Theme Parks and Obstacle Courses – A Novel

rain2

9.

Running was getting easier. To start with, it had been nothing but pain; acid in his muscles, aching in his shins and the abrasion of wind in a breathless throat. These were all the reasons Pat had hated running in high school. He used to wag physical education classes with some of the other boys, hiding behind the change rooms to smoke.

Oddly, even though he’d almost drunk himself to death, he’d never smoked as an adult. It wasn’t because smoking was a health hazard; it was more that he didn’t like the taste. Once the adolescent taboo disappeared, so did his appreciation for tobacco.

Strangely, running didn’t have much to do with his health now, either. That had been the reason he’d started after being discharged from hospital, but it wasn’t the reason he’d persisted. At one hundred kilos, Pat wasn’t cut out to be a runner.

Too much weight to drag around; too hard on his hips and knees and shins and everything else. When he began, two kilometres was an unmanageable distance. He went all-out one day and couldn’t walk properly for the next two weeks. That and the fact he caught a cold, because of the rain.

He soon discovered that the pain of running was a good thing. Most days, he had an amorphous, dissatisfied feeling. Life felt like it wasn’t just wrong; he felt as if he was wrong in it. He had a kind of curious certainty that whatever it was that tormented him was his fault.

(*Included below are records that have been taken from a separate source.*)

//! Per-contig index of annotation records keyed by start coordinate.

use std::collections::BTreeMap;

use crate::contig::{ContigId, Position};

/// A record that can be placed in an [`AnnotationIndex`].
pub trait Located {
    fn contig(&self) -> ContigId;
    fn start(&self) -> Position;
}

/// Maps, per contig, each start coordinate to the records starting there.
///
/// Records are referenced by their position in the slice the index was built
/// from; within a bucket they keep insertion order.
#[derive(Debug, Default, Clone)]
pub struct AnnotationIndex {
    contigs: Vec<BTreeMap<Position, Vec<usize>>>,
}

impl AnnotationIndex {
    pub fn build<T: Located>(records: &[T]) -> Self {
        let mut contigs: Vec<BTreeMap<Position, Vec<usize>>> = Vec::new();
        for (i, record) in records.iter().enumerate() {
            let contig = record.contig();
            if contig >= contigs.len() {
                contigs.resize_with(contig + 1, BTreeMap::new);
            }
            contigs[contig].entry(record.start()).or_default().push(i);
        }
        Self { contigs }
    }

    /// Whether any record was indexed on this contig.
    #[must_use]
    pub fn has_contig(&self, contig: ContigId) -> bool {
        self.contigs.get(contig).is_some_and(|m| !m.is_empty())
    }

    /// Buckets whose start lies in `[start, end]`, in ascending start order.
    ///
    /// Records starting before `start` are not returned even when they overlap
    /// the range.
    pub fn starting_in(
        &self,
        contig: ContigId,
        start: Position,
        end: Position,
    ) -> impl Iterator<Item = (Position, &[usize])> + '_ {
        self.contigs
            .get(contig)
            .filter(|_| start <= end)
            .into_iter()
            .flat_map(move |buckets| buckets.range(start..=end))
            .map(|(&position, records)| (position, records.as_slice()))
    }

    /// Every indexed record id, per contig and start.
    pub fn iter(&self) -> impl Iterator<Item = (ContigId, Position, usize)> + '_ {
        self.contigs.iter().enumerate().flat_map(|(contig, buckets)| {
            buckets.iter().flat_map(move |(&position, records)| {
                records.iter().map(move |&record| (contig, position, record))
            })
        })
    }
}
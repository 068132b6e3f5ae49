use std::fs::File;
use std::io::BufWriter;
use std::path::PathBuf;
use std::time::Instant;

use anyhow::{Context, Result};
use clap::Parser;
use log::Level;
use simple_logger::init_with_level;

use fusion_annotator::cli;
use fusion_annotator::config::AnnotationConfig;
use fusion_annotator::contig::ContigMap;
use fusion_annotator::domains::load_protein_domains;
use fusion_annotator::fusions::{annotate_fusions, read_fusions, write_fusions};
use fusion_annotator::gff3::load_gene_annotation;
use fusion_annotator::io::open_path;
use fusion_annotator::peptide::FrameStatus;
use fusion_annotator::perf;
use fusion_annotator::sequence::Assembly;

#[derive(Parser)]
#[command(
    name = "annotate_fusions",
    about = "Annotate predicted gene fusions with retained protein domains and fusion peptides"
)]
struct Cli {
    /// Path to the JSON configuration file
    #[arg(short = 'c', long = "config")]
    config: PathBuf,

    /// Fusion predictions (TSV)
    #[arg(short = 'i', long = "input")]
    input: PathBuf,

    /// Annotated fusions (TSV)
    #[arg(short = 'o', long = "output")]
    output: PathBuf,
}

fn main() -> Result<()> {
    let start = Instant::now();
    let cli_args = Cli::parse();
    init_with_level(Level::Info)?;

    cli::banner("Annotate Fusions");

    // ── Configuration ────────────────────────────────────
    cli::section("Configuration");

    let config = AnnotationConfig::from_file(&cli_args.config)?;
    cli::kv("Config", &cli_args.config.display().to_string());
    for (name, path) in config.file_entries() {
        cli::kv(name, &path.display().to_string());
    }
    cli::kv("Input", &cli_args.input.display().to_string());
    cli::kv("Output", &cli_args.output.display().to_string());

    eprintln!();

    // ── Loading ──────────────────────────────────────────
    cli::section("Loading");

    let mut contigs = ContigMap::new();
    let assembly = Assembly::from_fasta(open_path(&config.assembly)?, &mut contigs)
        .with_context(|| format!("failed to load assembly: {}", config.assembly.display()))?;
    cli::kv("Contigs", &assembly.len().to_string());

    let annotation = load_gene_annotation(open_path(&config.gene_annotation)?, &contigs)
        .with_context(|| {
            format!(
                "failed to load gene annotation: {}",
                config.gene_annotation.display()
            )
        })?;
    cli::kv("Genes", &annotation.gene_count().to_string());
    cli::kv("Transcripts", &annotation.transcript_count().to_string());

    let domains_source = config.protein_domains.display().to_string();
    let domains = load_protein_domains(
        open_path(&config.protein_domains)?,
        &domains_source,
        &contigs,
        &annotation,
    )?;
    cli::kv("Protein domains", &domains.len().to_string());

    eprintln!();

    // ── Annotation ───────────────────────────────────────
    cli::section("Annotation");

    let annotation_start = Instant::now();
    let table = read_fusions(open_path(&cli_args.input)?)
        .with_context(|| format!("failed to read fusions: {}", cli_args.input.display()))?;
    if table.is_empty() {
        cli::warning("no fusions in input");
    }

    let annotations = annotate_fusions(&table, &contigs, &annotation, &assembly, &domains);

    let count = |status: FrameStatus| annotations.iter().filter(|a| a.frame == status).count();
    let total = annotations.len();
    cli::kv("Fusions", &total.to_string());
    for status in [
        FrameStatus::InFrame,
        FrameStatus::OutOfFrame,
        FrameStatus::StopCodon,
        FrameStatus::Unknown,
    ] {
        let n = count(status);
        cli::kv(status.as_str(), &format!("{n} ({})", cli::percent(n, total)));
    }
    cli::kv(
        "Throughput",
        &perf::format_rate(total, annotation_start.elapsed(), "fusions"),
    );

    let output = File::create(&cli_args.output)
        .with_context(|| format!("failed to create {}", cli_args.output.display()))?;
    write_fusions(BufWriter::new(output), &table, &annotations)?;
    cli::success(&format!("wrote {}", cli_args.output.display()));

    cli::print_summary(start);
    Ok(())
}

He believed it like a superstition; like a kind of faith and certainty about the world. When he ran, he turned those vague feelings into pain and, for a time, sweated them out.

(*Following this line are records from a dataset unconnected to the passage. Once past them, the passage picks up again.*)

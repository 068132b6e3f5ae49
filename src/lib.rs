//! Annotation of predicted gene fusions with retained protein domains, fusion
//! peptide sequences and reading frame status.

pub mod error;

pub mod annotation;
pub mod cli;
pub mod codon;
pub mod config;
pub mod contig;
pub mod domains;
pub mod fasta;
pub mod fusions;
pub mod gff3;
pub mod index;
pub mod io;
pub mod peptide;
pub mod perf;
pub mod sequence;
pub mod strand;
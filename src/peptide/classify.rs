//! Reading frame classification of a predicted fusion peptide.

use std::fmt;

/// Reading frame status of a fusion.
#[derive(Debug, Clone, Copy, PartialEq, Eq)]
pub enum FrameStatus {
    /// No peptide was predicted.
    Unknown,
    /// A stop codon before the junction leaves nothing reliable to fuse.
    StopCodon,
    OutOfFrame,
    InFrame,
}

impl FrameStatus {
    #[must_use]
    pub fn as_str(self) -> &'static str {
        match self {
            Self::Unknown => ".",
            Self::StopCodon => "stop-codon",
            Self::OutOfFrame => "out-of-frame",
            Self::InFrame => "in-frame",
        }
    }
}

impl fmt::Display for FrameStatus {
    fn fmt(&self, f: &mut fmt::Formatter<'_>) -> fmt::Result {
        f.write_str(self.as_str())
    }
}

/// Classify a peptide produced by [`get_fusion_peptide_sequence`](super::get_fusion_peptide_sequence).
///
/// The 5′ side is usable when an uppercase amino acid follows the last stop
/// codon before the last junction marker; the fusion is in frame when the 3′
/// side then contains at least one uppercase amino acid.
#[must_use]
pub fn is_in_frame(peptide: &str) -> FrameStatus {
    if peptide == "." {
        return FrameStatus::Unknown;
    }

    let bytes = peptide.as_bytes();
    let junction = bytes.iter().rposition(|&c| c == b'|').unwrap_or(bytes.len());
    let stop = bytes[..junction].iter().rposition(|&c| c == b'*');
    let five_prime = &bytes[stop.map_or(0, |s| s + 1)..junction];

    if !five_prime.iter().any(u8::is_ascii_uppercase) {
        return if stop.is_some() {
            FrameStatus::StopCodon
        } else {
            FrameStatus::OutOfFrame
        };
    }

    if bytes[junction..].iter().any(u8::is_ascii_uppercase) {
        FrameStatus::InFrame
    } else {
        FrameStatus::OutOfFrame
    }
}

#[cfg(test)]
mod tests {
    use super::*;

    #[test]
    fn no_peptide() {
        assert_eq!(is_in_frame("."), FrameStatus::Unknown);
        assert_eq!(is_in_frame(".").to_string(), ".");
    }

    #[test]
    fn in_frame() {
        assert_eq!(is_in_frame("MK|PGK"), FrameStatus::InFrame);
        assert_eq!(is_in_frame("Mk|pG"), FrameStatus::InFrame);
        // 5′ side recovers after an early stop codon
        assert_eq!(is_in_frame("MK*AB|PG"), FrameStatus::InFrame);
        // only the last junction marker counts
        assert_eq!(is_in_frame("MK|g|P"), FrameStatus::InFrame);
    }

    #[test]
    fn stop_codon_before_junction() {
        assert_eq!(is_in_frame("M*|PG"), FrameStatus::StopCodon);
        assert_eq!(is_in_frame("MK*ab|PG"), FrameStatus::StopCodon);
        assert_eq!(is_in_frame("M*|PG").as_str(), "stop-codon");
    }

    #[test]
    fn out_of_frame() {
        assert_eq!(is_in_frame("MK|pgk"), FrameStatus::OutOfFrame);
        assert_eq!(is_in_frame("mk|PG"), FrameStatus::OutOfFrame);
        assert_eq!(is_in_frame("MK|"), FrameStatus::OutOfFrame);
        assert_eq!(is_in_frame("MK|p*"), FrameStatus::OutOfFrame);
        assert_eq!(is_in_frame(""), FrameStatus::OutOfFrame);
        assert_eq!(is_in_frame("MK|pgk").to_string(), "out-of-frame");
    }

    #[test]
    fn without_junction_nothing_is_fused() {
        assert_eq!(is_in_frame("MKPG"), FrameStatus::OutOfFrame);
        assert_eq!(is_in_frame("MK*"), FrameStatus::StopCodon);
    }
}
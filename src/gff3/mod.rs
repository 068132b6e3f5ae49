//! GFF3 parsing: line tokenizer, attribute decoding and the gene model loader.

pub mod entry;
pub mod hierarchy;
pub mod parser;

use std::io::BufRead;

use log::info;

use crate::annotation::GeneAnnotation;
use crate::contig::ContigMap;
use crate::error::Error;

use hierarchy::HierarchyBuilder;
use parser::ParsedLine;

/// Parse a GFF3 gene annotation into the gene/transcript/exon model.
///
/// Records on contigs missing from `contigs` are discarded.
pub fn load_gene_annotation<R: BufRead>(
    reader: R,
    contigs: &ContigMap,
) -> Result<GeneAnnotation, Error> {
    let mut builder = HierarchyBuilder::new();
    let mut discarded = 0usize;

    for (line_num, line) in reader.lines().enumerate() {
        let line_num = line_num + 1;
        let line = line?;
        let record = match parser::parse_line(&line)
            .map_err(|e| Error::Parse(format!("{e} (line {line_num}: {line})")))?
        {
            ParsedLine::Record(record) => record,
            ParsedLine::Comment => continue,
            ParsedLine::EndOfFeatures => break,
        };
        let Some(contig) = contigs.get(record.seqid) else {
            discarded += 1;
            continue;
        };
        builder
            .add(&record, contig)
            .map_err(|e| Error::Parse(format!("{e} (line {line_num})")))?;
    }

    let annotation = builder.build()?;
    info!(
        "loaded {} genes and {} transcripts ({discarded} records on unknown contigs)",
        annotation.gene_count(),
        annotation.transcript_count()
    );
    Ok(annotation)
}
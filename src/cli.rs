//! Terminal output helpers for the annotation binary.

use std::time::Instant;

use colored::Colorize;

use crate::perf;

pub fn banner(subtitle: &str) {
    eprintln!();
    eprintln!(
        "{} {} {}",
        "fusion-annotator".bold().cyan(),
        env!("CARGO_PKG_VERSION").dimmed(),
        subtitle.dimmed()
    );
    eprintln!();
}

pub fn section(title: &str) {
    let bar = "─".repeat(50);
    eprintln!("{} {}", title.bold().blue(), bar.dimmed());
}

pub fn kv(key: &str, value: &str) {
    eprintln!("  {:<20} {}", key.dimmed(), value);
}

pub fn success(msg: &str) {
    eprintln!("  {} {}", "✓".green().bold(), msg);
}

pub fn warning(msg: &str) {
    eprintln!("  {} {}", "⚠".yellow(), msg.yellow());
}

/// Share of `part` in `total` as a percentage string, "-" if `total` is zero.
#[must_use]
pub fn percent(part: usize, total: usize) -> String {
    if total == 0 {
        "-".to_string()
    } else {
        format!("{:.1}%", part as f64 * 100.0 / total as f64)
    }
}

pub fn print_summary(start: Instant) {
    let elapsed = start.elapsed();
    eprintln!();
    eprintln!(
        "{}  {}\n{}  {}",
        "Time".dimmed(),
        perf::format_elapsed(elapsed).bold(),
        "Peak memory".dimmed(),
        perf::peak_memory_bytes()
            .map(perf::format_bytes)
            .unwrap_or_else(|| "N/A".to_string())
            .bold(),
    );
    eprintln!();
}

#[cfg(test)]
mod tests {
    use super::*;

    #[test]
    fn percent_formatting() {
        assert_eq!(percent(1, 4), "25.0%");
        assert_eq!(percent(2, 3), "66.7%");
        assert_eq!(percent(0, 0), "-");
    }
}
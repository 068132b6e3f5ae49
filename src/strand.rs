//! Strand orientation and breakpoint direction.

use std::fmt;
use std::str::FromStr;

use crate::error::Error;

/// Strand orientation of a genomic feature.
#[derive(Debug, Clone, Copy, PartialEq, Eq, Hash)]
pub enum Strand {
    Forward,
    Reverse,
}

impl Strand {
    /// Parse from GFF3 column 7. "+" is forward; everything else is reverse.
    #[must_use]
    pub fn from_gff3(s: &str) -> Self {
        if s.starts_with('+') {
            Self::Forward
        } else {
            Self::Reverse
        }
    }

    #[must_use]
    pub fn is_reverse(self) -> bool {
        self == Self::Reverse
    }

    /// Parse a strand symbol where "." means the strand could not be determined.
    pub fn parse_predicted(s: &str) -> Result<Option<Self>, Error> {
        match s {
            "+" => Ok(Some(Self::Forward)),
            "-" => Ok(Some(Self::Reverse)),
            "." => Ok(None),
            _ => Err(Error::Parse(format!("invalid strand: '{s}'"))),
        }
    }
}

impl fmt::Display for Strand {
    fn fmt(&self, f: &mut fmt::Formatter<'_>) -> fmt::Result {
        match self {
            Self::Forward => write!(f, "+"),
            Self::Reverse => write!(f, "-"),
        }
    }
}

/// Side of a breakpoint on which a fusion partner is retained.
///
/// `Upstream` keeps the part of the gene at and after the breakpoint,
/// `Downstream` keeps the part at and before it.
#[derive(Debug, Clone, Copy, PartialEq, Eq, Hash)]
pub enum Direction {
    Upstream,
    Downstream,
}

impl FromStr for Direction {
    type Err = Error;

    fn from_str(s: &str) -> Result<Self, Self::Err> {
        match s.to_lowercase().as_str() {
            "upstream" => Ok(Self::Upstream),
            "downstream" => Ok(Self::Downstream),
            _ => Err(Error::Parse(format!("unrecognized direction: {s}"))),
        }
    }
}

impl fmt::Display for Direction {
    fn fmt(&self, f: &mut fmt::Formatter<'_>) -> fmt::Result {
        match self {
            Self::Upstream => write!(f, "upstream"),
            Self::Downstream => write!(f, "downstream"),
        }
    }
}

#[cfg(test)]
mod tests {
    use super::*;

    #[test]
    fn from_gff3() {
        assert_eq!(Strand::from_gff3("+"), Strand::Forward);
        assert_eq!(Strand::from_gff3("-"), Strand::Reverse);
        assert_eq!(Strand::from_gff3("."), Strand::Reverse);
    }

    #[test]
    fn predicted_strand() {
        assert_eq!(Strand::parse_predicted("+").unwrap(), Some(Strand::Forward));
        assert_eq!(Strand::parse_predicted("-").unwrap(), Some(Strand::Reverse));
        assert_eq!(Strand::parse_predicted(".").unwrap(), None);
        assert!(Strand::parse_predicted("x").is_err());
    }

    #[test]
    fn is_reverse() {
        assert!(!Strand::Forward.is_reverse());
        assert!(Strand::Reverse.is_reverse());
    }

    #[test]
    fn direction_from_string() {
        assert_eq!("upstream".parse::<Direction>().unwrap(), Direction::Upstream);
        assert_eq!(
            "Downstream".parse::<Direction>().unwrap(),
            Direction::Downstream
        );
        assert!("sideways".parse::<Direction>().is_err());
        assert_eq!(Direction::Upstream.to_string(), "upstream");
    }
}
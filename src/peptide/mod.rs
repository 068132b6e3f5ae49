//! Fusion peptide prediction: reading frame resolution, translation across the
//! junction and in-frame classification.

pub mod classify;
pub mod frame;
pub mod layout;
pub mod synthesis;

pub use classify::{FrameStatus, is_in_frame};
pub use frame::{ReadingFrame, get_reading_frame};
pub use synthesis::{FusionPartner, NO_PEPTIDE, get_fusion_peptide_sequence};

He had a few regular routes in London. He tended to keep his runs to about thirty minutes, twice a week. Without a destination, he tended to run too far and get carried away, which meant injuries. Recently, the Achilles tendons in both ankles had begun to swell up.

No reason; they had been fine for the first three months. It seemed that just as the pains in his hips were beginning to dissipate, other parts of his body had begun to fatigue and complain.

Today he walked to the Botanical Gardens, a favourite running track of inner-city dwellers. It was twenty minutes out of the city on foot, straight down Swanston Street to where it became St Kilda Road; a tree and garden lined boulevard that wound towards the upper-crust suburbs.

The Botanical Gardens course appealed to Pat as it was reasonably close to The Re:Public and had a loam surface, which meant that some of the the impact would be dissipated through the clay.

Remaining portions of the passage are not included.